The other day, I found myself parking in the parking lot of a local supermarket. I walked past the depressed-looking Salvation Army bell-ringer in the Santa suit and through the automatic doors. It was early in the morning and I realized I had taken a 15-minute detour from my route to work in the hopes that a certain sad-looking supermarket checker would be on duty (this is not the guy of the first paragraph, this is me moving on). I had never before thought about the work schedules of the local grocery clerks. I would probably now be late for my first patient. As I walked through the doors, trying to think what groceries if any I really needed, I had the thought: What the hell are you doing? Some thoughts are louder than others.

In my defense, the sad-looking checker is really sweet and kind. And as he checks my groceries, despite his lingering air of melancholy, he also seems to be saying we must not take ourselves too seriously here. I like that. He wears a name tag and I like his name. He’s ten years too old for me and I wonder what led him to become a supermarket checker. But I have found myself going for groceries more than strictly necessary lately. He doesn’t work very much. I have a lot of food in my fridge now.
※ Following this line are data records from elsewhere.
// src/config/units.rs

use std::path::Path;
use std::sync::Arc;

use crate::config::model::StackFile;
use crate::exec::writer::SharedWriter;
use crate::stack::{Unit, UnitOptions};

/// Program used when neither the unit nor `[default]` sets one.
const DEFAULT_PROGRAM: &str = "terraform";

/// Convert a validated stack file into the units the engine runs.
///
/// `command` and `extra_args` come from the CLI and apply to every unit;
/// each unit's working directory is its path resolved against the stack
/// root (the directory containing the stack file).
pub fn build_units(
    cfg: &StackFile,
    stack_root: &Path,
    command: &str,
    extra_args: &[String],
    writer: &SharedWriter,
) -> Vec<Arc<Unit>> {
    let mut cli_args = vec![command.to_string()];
    cli_args.extend(extra_args.iter().cloned());

    let default_program = cfg
        .default
        .program
        .clone()
        .unwrap_or_else(|| DEFAULT_PROGRAM.to_string());

    let template = UnitOptions {
        working_dir: stack_root.to_path_buf(),
        program: default_program,
        command: command.to_string(),
        cli_args,
        forward_stdout: cfg.config.forward_stdout,
        writer: writer.clone(),
    };

    cfg.unit
        .iter()
        .map(|(name, unit_cfg)| {
            let path = unit_cfg.path.clone().unwrap_or_else(|| name.clone());

            let mut options = template.clone_with_working_dir(stack_root.join(&path));
            if let Some(program) = &unit_cfg.program {
                options.program = program.clone();
            }

            // `after` holds unit names; the engine keys everything by path.
            let dependencies = unit_cfg
                .after
                .iter()
                .map(|dep| cfg.unit_path(dep))
                .collect();

            Arc::new(Unit {
                path,
                dependencies,
                assume_already_applied: unit_cfg.assume_applied,
                excluded: unit_cfg.exclude,
                options,
            })
        })
        .collect()
}
// src/lib.rs

pub mod cli;
pub mod config;
pub mod errors;
pub mod exec;
pub mod logging;
pub mod report;
pub mod run;
pub mod stack;

use std::path::{Path, PathBuf};
use std::str::FromStr;
use std::sync::Arc;

use anyhow::{anyhow, Result};
use tokio_util::sync::CancellationToken;
use tracing::{error, info};

use crate::cli::CliArgs;
use crate::config::load_and_validate;
use crate::exec::{CommandExecutor, SharedWriter};
use crate::report::Report;
use crate::run::{DependencyOrder, RunQueue};
use crate::stack::RunnerOptions;

/// High-level entry point used by `main.rs`.
///
/// This wires together:
/// - stack file loading and validation
/// - unit construction and cross-linking
/// - exclusion filtering
/// - dry-run display or the actual run
/// - Ctrl-C handling
pub async fn run(args: CliArgs) -> Result<()> {
    let config_path = PathBuf::from(&args.config);
    let cfg = load_and_validate(&config_path)?;

    let order = match args.order {
        Some(order) => order.into(),
        None => DependencyOrder::from_str(&cfg.config.order).map_err(|e| anyhow!(e))?,
    };
    let parallelism = args.parallelism.unwrap_or(cfg.config.parallelism);

    let stack_root = stack_root_dir(&config_path);
    let writer = SharedWriter::stdout();
    let units = config::build_units(&cfg, &stack_root, &args.command, &args.args, &writer);

    let queue = RunQueue::linked(units, order)?;

    let report = if args.report || cfg.config.report {
        Some(Arc::new(Report::new()))
    } else {
        None
    };

    let (queue, report_errs) = queue.remove_excluded(report.as_deref());
    if !report_errs.is_empty() {
        for err in &report_errs {
            error!(error = %err, "error recording excluded unit");
        }
        return Err(anyhow!(
            "{} error(s) occurred while recording excluded units",
            report_errs.len()
        ));
    }

    // Excluded units are already filtered out, so the dry-run shows the
    // groups that would actually execute.
    if args.dry_run {
        print_dry_run(&queue, order, parallelism);
        return Ok(());
    }

    let opts = Arc::new(RunnerOptions {
        ignore_dependency_errors: args.ignore_dependency_errors
            || cfg.config.ignore_dependency_errors,
        out_dir: cfg.config.out_dir.clone(),
        json_out_dir: cfg.config.json_out_dir.clone(),
        writer,
        executor: Arc::new(CommandExecutor),
    });

    // Ctrl-C → cancel in-flight unit commands; waiting units unwind
    // through the dependency error path.
    let token = CancellationToken::new();
    {
        let token = token.clone();
        tokio::spawn(async move {
            if let Err(e) = tokio::signal::ctrl_c().await {
                eprintln!("failed to listen for Ctrl+C: {e}");
                return;
            }
            token.cancel();
        });
    }

    info!(
        units = queue.len(),
        parallelism,
        command = %args.command,
        "running stack"
    );

    let result = queue.run_all(&token, &opts, report.as_ref(), parallelism).await;

    if let Some(report) = &report {
        println!("{}", report.summary());
    }

    result?;
    Ok(())
}

/// Directory the stack file lives in; unit paths resolve against it.
fn stack_root_dir(config_path: &Path) -> PathBuf {
    config_path
        .parent()
        .map(|p| p.to_path_buf())
        .unwrap_or_else(|| PathBuf::from("."))
}

/// Dry-run output: print the run groups without executing anything.
fn print_dry_run(queue: &RunQueue, order: DependencyOrder, parallelism: usize) {
    println!("rundag dry-run");
    println!("  order = {order:?}");
    println!("  parallelism = {parallelism}");
    println!();

    let groups = queue.to_unit_groups(usize::MAX);
    for (index, group) in groups.iter().enumerate() {
        println!("group {}:", index + 1);
        for unit in group {
            // Read the linked (and filtered) dependency set rather than the
            // unit's declared list, so pruned edges are not shown.
            let deps = queue
                .get(&unit.path)
                .map(|node| node.dependency_paths())
                .unwrap_or_default();

            if deps.is_empty() {
                println!("  - {}", unit.path);
            } else {
                println!("  - {} (after: {})", unit.path, deps.join(", "));
            }
        }
    }
}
The shortest day came and went. Long on dark and short on light, this brittle wintry time, but enough light to see. Although from the above you may think my vision a little compromised, and although I don’t profess to even a rudimentary understanding of the workings of my heart, I feel that I am seeing fairly clearly. I shouldn’t wait around too long, for example. I see that. On the other hand, I tend to get distracted and drift off course, and I sometimes need a nudge. No better person for this than the teen daughter. That’s why we were gifted with them, the teens, no?
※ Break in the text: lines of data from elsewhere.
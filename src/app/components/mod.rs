//! Shared UI components for the Dioxus web UI.

pub mod contact_form;
pub mod hero;
pub mod layout;
pub mod nav;
pub mod theme;

pub use contact_form::ContactSection;
pub use hero::Hero;
pub use layout::Layout;
pub use nav::Nav;
pub use theme::ThemeToggle;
Mom. What have I done now? Apparently Old Spice shampoo is only for men. Why can I not use it too? Because you smell like a man. This is a bad thing? Then there is something wrong with the Christmas wrapping paper that I purchased. Apparently it is not fancy enough. There are five different kinds, but none of them meet the fancy standards. And where’s our ribbon? We have that plasticky ribbon that you can make curl with a scissors if you have that skill, which I was somehow born without. But that, also, is the wrong type of ribbon. It is rewarded with a frown. I try the argument that it’s not worth spending a ton of money on wrapping paper and ribbon when people just rip it off their gifts and throw it in the trash. This is a lame argument that does not hold up to teen inspection. I wrap all my gifts in the unfancy paper. I like how it looks.

We also don’t have any tissue paper. We had tissue paper, but now, at 9:07pm on Christmas Eve, we are out. Could somebody reading this please run out and get some? Because apparently this is an emergency. 

Throughout the tissue paper emergency, I remained impressively calm. I have learned that most domestic emergencies involving teens eventually pass by, especially if you show initial shock and horror at how terrible the emergency is, while secretly sipping wine and waiting for the situation to downgrade from red to orange to yellow alert. Sure enough, my daughter locates some paper that is even better than tissue paper. Better yet, it’s some paper that I purchased at a yard sale years ago for a dollar that she has now discovered is in fact superior to regular tissue paper because it is tissuey yet has designs on it. 

I realize this may be a tedious topic to read about, but the happy ending to this story is that with a combination of the designy tissue paper and the curly ribbon that she naturally knows how to make into impressive ringlets, her gifts end up looking extremely pleasing indeed. And not just to me, with my horribly low gift wrapping bar. But to her. She steps back and surveys her handiwork artfully arranged beneath our dying Christmas tree. She even photographs one of the gifts. When I question her about this, it turns out she is photographing it because it is a gift she wrapped for a friend of hers for his girlfriend. Because guys, you know, they’d use newspaper. Or forget to get a gift altogether. So she picked out the gift, wrapped it, and is now sending him a picture of it so he knows what a great job he did. 

Turns out, although it’s no surprise to me, my daughter is a number one standout friend to male and female friends alike. This is only one of the many reasons I like her. Plus she went around all the gifts under our tree and she noticed how many of them were from me to her, and even though some of them were wrapped with subpar wrapping paper, she was thrilled. We are going to have a good Christmas morning together. Next Christmas she will be on her gap year, and probably somewhere exotic like Belize or Byron Bay. And maybe my fractured heart will be in the careful hands of some mystery stranger. I hope he doesn’t really care about what kind of paper his Christmas gift is wrapped in.